Fernsehmann Ed Moschitz hat mit seinem ersten Kinofilm eine Doku über moldawische Frauen gedreht.

Was sagt ein Kind seiner Mama am Telefon, wenn die schon jahrelang weg ist? – Nichts. Es gibt nicht mehr viel zu sagen. Zu fremd ist diese Frau geworden, zu dick der Schutzpanzer, den sich das verlassene Kind zugelegt hat.

Die Szenen, in denen Aurica, Raia und Natasa versuchen, via Skype oder Telefon mit ihren Lieben daheim in Kontakt zu bleiben und dabei oft scheitern, sind wohl die traurigsten dieses Films. Dass sich die Frauen dabei beobachten lassen, ist mutig.

Überhaupt ist die schonungslose Offenheit ein wesentliches Qualitätsmerkmal: Wie die Verzweiflung der zerrissenen Familien durchbricht; wie die Frauen beim Heimatbesuch schockiert sind von der Rückständigkeit der Dörfler; wie die westlichen Arbeitgeber die Frauen demütigen.
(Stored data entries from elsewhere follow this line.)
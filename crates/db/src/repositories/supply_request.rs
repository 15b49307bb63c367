//! Supply request repository for submission, listing and moderation.

use sea_orm::{
    ActiveModelTrait, ColumnTrait, DatabaseConnection, EntityTrait, QueryFilter, QueryOrder, Set,
};
use uuid::Uuid;

use edulink_core::lifecycle::{AccessGuard, EntityKind, Lifecycle, LifecycleError, Transition};

use crate::entities::{accounts, sea_orm_active_enums, supply_requests};

use super::{role_to_core, status_to_core, status_to_db};

/// Input for submitting a supply request.
#[derive(Debug, Clone)]
pub struct CreateSupplyRequestInput {
    /// Requesting school name.
    pub school_name: String,
    /// Contact person for this request.
    pub contact_person: String,
    /// Contact email.
    pub contact_email: String,
    /// Contact phone number.
    pub contact_phone: String,
    /// Category of the needed supplies.
    pub category: sea_orm_active_enums::RequestCategory,
    /// Short title for the request.
    pub title: String,
    /// Free-form description of the need.
    pub description: String,
    /// Needed quantity, kept as entered.
    pub quantity: String,
    /// How urgent the need is.
    pub urgency: sea_orm_active_enums::RequestUrgency,
    /// Delivery location.
    pub location: String,
    /// Stored document key for the principal's letter.
    pub principal_letter: Option<String>,
}

/// Supply request repository covering submission and moderation flows.
#[derive(Debug, Clone)]
pub struct SupplyRequestRepository {
    db: DatabaseConnection,
}

impl SupplyRequestRepository {
    /// Creates a new supply request repository.
    #[must_use]
    pub const fn new(db: DatabaseConnection) -> Self {
        Self { db }
    }

    /// Creates a pending supply request for a verified school account.
    ///
    /// # Errors
    ///
    /// Returns `NotFound` for an unknown school, `RoleNotAllowed` when the
    /// account is not a school, and `AccountNotVerified` when it has not
    /// been approved yet.
    pub async fn create(
        &self,
        school_id: Uuid,
        input: CreateSupplyRequestInput,
    ) -> Result<supply_requests::Model, LifecycleError> {
        let school = accounts::Entity::find_by_id(school_id)
            .one(&self.db)
            .await
            .map_err(|e| LifecycleError::Database(e.to_string()))?
            .ok_or(LifecycleError::NotFound {
                kind: EntityKind::Account,
            })?;

        AccessGuard::check_submission(
            EntityKind::SupplyRequest,
            role_to_core(&school.role),
            status_to_core(&school.status),
        )?;

        let now = chrono::Utc::now().into();
        let request = supply_requests::ActiveModel {
            id: Set(Uuid::new_v4()),
            school_id: Set(school_id),
            school_name: Set(input.school_name),
            contact_person: Set(input.contact_person),
            contact_email: Set(input.contact_email),
            contact_phone: Set(input.contact_phone),
            category: Set(input.category),
            title: Set(input.title),
            description: Set(input.description),
            quantity: Set(input.quantity),
            urgency: Set(input.urgency),
            location: Set(input.location),
            principal_letter: Set(input.principal_letter),
            status: Set(sea_orm_active_enums::ApprovalStatus::Pending),
            rejection_reason: Set(None),
            created_at: Set(now),
            updated_at: Set(now),
        };

        request
            .insert(&self.db)
            .await
            .map_err(|e| LifecycleError::Database(e.to_string()))
    }

    /// Finds a supply request by ID.
    ///
    /// # Errors
    ///
    /// Returns an error if the database query fails.
    pub async fn find_by_id(
        &self,
        id: Uuid,
    ) -> Result<Option<supply_requests::Model>, LifecycleError> {
        supply_requests::Entity::find_by_id(id)
            .one(&self.db)
            .await
            .map_err(|e| LifecycleError::Database(e.to_string()))
    }

    /// Lists verified supply requests for the public feed, newest first.
    ///
    /// # Errors
    ///
    /// Returns an error if the database query fails.
    pub async fn list_verified(&self) -> Result<Vec<supply_requests::Model>, LifecycleError> {
        supply_requests::Entity::find()
            .filter(
                supply_requests::Column::Status
                    .eq(sea_orm_active_enums::ApprovalStatus::Verified),
            )
            .order_by_desc(supply_requests::Column::CreatedAt)
            .all(&self.db)
            .await
            .map_err(|e| LifecycleError::Database(e.to_string()))
    }

    /// Lists the school's own requests in every status, newest first.
    ///
    /// # Errors
    ///
    /// Returns an error if the database query fails.
    pub async fn list_mine(
        &self,
        school_id: Uuid,
    ) -> Result<Vec<supply_requests::Model>, LifecycleError> {
        supply_requests::Entity::find()
            .filter(supply_requests::Column::SchoolId.eq(school_id))
            .order_by_desc(supply_requests::Column::CreatedAt)
            .all(&self.db)
            .await
            .map_err(|e| LifecycleError::Database(e.to_string()))
    }

    /// Lists supply requests awaiting review, newest first.
    ///
    /// # Errors
    ///
    /// Returns an error if the database query fails.
    pub async fn list_pending(&self) -> Result<Vec<supply_requests::Model>, LifecycleError> {
        supply_requests::Entity::find()
            .filter(
                supply_requests::Column::Status.eq(sea_orm_active_enums::ApprovalStatus::Pending),
            )
            .order_by_desc(supply_requests::Column::CreatedAt)
            .all(&self.db)
            .await
            .map_err(|e| LifecycleError::Database(e.to_string()))
    }

    /// Lists every supply request regardless of status, newest first.
    ///
    /// # Errors
    ///
    /// Returns an error if the database query fails.
    pub async fn list_all(&self) -> Result<Vec<supply_requests::Model>, LifecycleError> {
        supply_requests::Entity::find()
            .order_by_desc(supply_requests::Column::CreatedAt)
            .all(&self.db)
            .await
            .map_err(|e| LifecycleError::Database(e.to_string()))
    }

    /// Approves a supply request. Valid from any current status.
    ///
    /// # Errors
    ///
    /// Returns `NotFound` if the request does not exist.
    pub async fn approve(&self, id: Uuid) -> Result<supply_requests::Model, LifecycleError> {
        let request = self.fetch(id).await?;
        let transition = Lifecycle::for_kind(EntityKind::SupplyRequest).approve();
        self.apply_transition(request, transition).await
    }

    /// Rejects a supply request with a reason. Rejection is terminal.
    ///
    /// # Errors
    ///
    /// Returns `NotFound` if the request does not exist and
    /// `RejectionReasonRequired` when the reason is blank.
    pub async fn reject(
        &self,
        id: Uuid,
        reason: String,
    ) -> Result<supply_requests::Model, LifecycleError> {
        let request = self.fetch(id).await?;
        let transition = Lifecycle::for_kind(EntityKind::SupplyRequest).reject(reason)?;
        self.apply_transition(request, transition).await
    }

    /// Marks a verified supply request as fulfilled by its owner.
    ///
    /// # Errors
    ///
    /// Returns `NotFound` if the request does not exist, `NotOwner` when
    /// the caller did not submit it, and `InvalidTransition` when it is
    /// not currently verified.
    pub async fn complete(
        &self,
        id: Uuid,
        caller_id: Uuid,
    ) -> Result<supply_requests::Model, LifecycleError> {
        let request = self.fetch(id).await?;

        AccessGuard::require_owner(EntityKind::SupplyRequest, caller_id, request.school_id)?;
        let transition = Lifecycle::for_kind(EntityKind::SupplyRequest)
            .complete(status_to_core(&request.status))?;

        self.apply_transition(request, transition).await
    }

    /// Deletes a supply request.
    ///
    /// # Errors
    ///
    /// Returns `NotFound` if the request does not exist.
    pub async fn delete(&self, id: Uuid) -> Result<(), LifecycleError> {
        let result = supply_requests::Entity::delete_by_id(id)
            .exec(&self.db)
            .await
            .map_err(|e| LifecycleError::Database(e.to_string()))?;

        if result.rows_affected == 0 {
            return Err(LifecycleError::NotFound {
                kind: EntityKind::SupplyRequest,
            });
        }

        Ok(())
    }

    // ========================================================================
    // Helper methods
    // ========================================================================

    /// Fetches a supply request by ID or fails with `NotFound`.
    async fn fetch(&self, id: Uuid) -> Result<supply_requests::Model, LifecycleError> {
        supply_requests::Entity::find_by_id(id)
            .one(&self.db)
            .await
            .map_err(|e| LifecycleError::Database(e.to_string()))?
            .ok_or(LifecycleError::NotFound {
                kind: EntityKind::SupplyRequest,
            })
    }

    /// Applies an engine-produced transition in one read-modify-write.
    async fn apply_transition(
        &self,
        request: supply_requests::Model,
        transition: Transition,
    ) -> Result<supply_requests::Model, LifecycleError> {
        let now = chrono::Utc::now().into();
        let mut active: supply_requests::ActiveModel = request.into();
        active.status = Set(status_to_db(transition.to));
        active.rejection_reason = Set(transition.rejection_reason);
        active.updated_at = Set(now);

        active
            .update(&self.db)
            .await
            .map_err(|e| LifecycleError::Database(e.to_string()))
    }
}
Eine berührende Dokumentation über Illegale aus einem vergessenen Land, die in der Fremde ihr Glück suchen und meist nur Kummer finden.

Mama illegal

Mama illegal

A 2012
Dokumentation
28.09.2012
Eduard Moschitz
Sie gaben den Schleppern ihr Vermögen und riskieren auf ihrer Reise über die Grenzen ihr Leben: Drei Frauen aus einem kleinen moldawischen Dorf, die nun in Österreich als Putzfrauen arbeiten.